> **About this task**: Search term "page": copy each line of the data containing it.

[Excerpts from a dataset]
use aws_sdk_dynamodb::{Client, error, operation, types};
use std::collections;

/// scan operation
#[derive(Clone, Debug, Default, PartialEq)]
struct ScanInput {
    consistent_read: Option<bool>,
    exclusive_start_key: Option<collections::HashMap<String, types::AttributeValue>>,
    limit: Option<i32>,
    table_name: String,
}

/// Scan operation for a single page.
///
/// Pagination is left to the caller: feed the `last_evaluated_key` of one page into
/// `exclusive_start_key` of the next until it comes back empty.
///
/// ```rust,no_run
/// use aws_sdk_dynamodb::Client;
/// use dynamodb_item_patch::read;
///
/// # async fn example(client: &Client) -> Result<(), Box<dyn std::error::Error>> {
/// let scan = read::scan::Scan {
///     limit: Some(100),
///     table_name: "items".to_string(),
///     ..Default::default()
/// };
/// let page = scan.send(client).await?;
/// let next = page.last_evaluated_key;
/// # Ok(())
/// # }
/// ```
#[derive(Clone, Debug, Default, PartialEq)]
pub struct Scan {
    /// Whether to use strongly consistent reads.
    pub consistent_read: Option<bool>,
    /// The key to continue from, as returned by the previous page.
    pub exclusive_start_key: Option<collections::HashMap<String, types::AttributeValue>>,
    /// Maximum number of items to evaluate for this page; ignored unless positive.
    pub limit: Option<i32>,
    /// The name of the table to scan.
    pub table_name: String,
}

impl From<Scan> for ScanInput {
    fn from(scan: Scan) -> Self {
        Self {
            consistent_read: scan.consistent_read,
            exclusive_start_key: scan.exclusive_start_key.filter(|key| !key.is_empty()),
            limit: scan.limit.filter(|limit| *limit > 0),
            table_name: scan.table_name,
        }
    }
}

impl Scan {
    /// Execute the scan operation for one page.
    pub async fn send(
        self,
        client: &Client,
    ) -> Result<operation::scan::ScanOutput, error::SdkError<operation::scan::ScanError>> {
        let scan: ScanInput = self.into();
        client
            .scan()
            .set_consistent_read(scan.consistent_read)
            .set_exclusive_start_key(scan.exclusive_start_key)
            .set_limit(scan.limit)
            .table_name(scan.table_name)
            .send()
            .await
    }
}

> **Solution**:
/// Scan operation for a single page.
/// Pagination is left to the caller: feed the `last_evaluated_key` of one page into
/// let page = scan.send(client).await?;
/// let next = page.last_evaluated_key;
    /// The key to continue from, as returned by the previous page.
    /// Maximum number of items to evaluate for this page; ignored unless positive.
    /// Execute the scan operation for one page.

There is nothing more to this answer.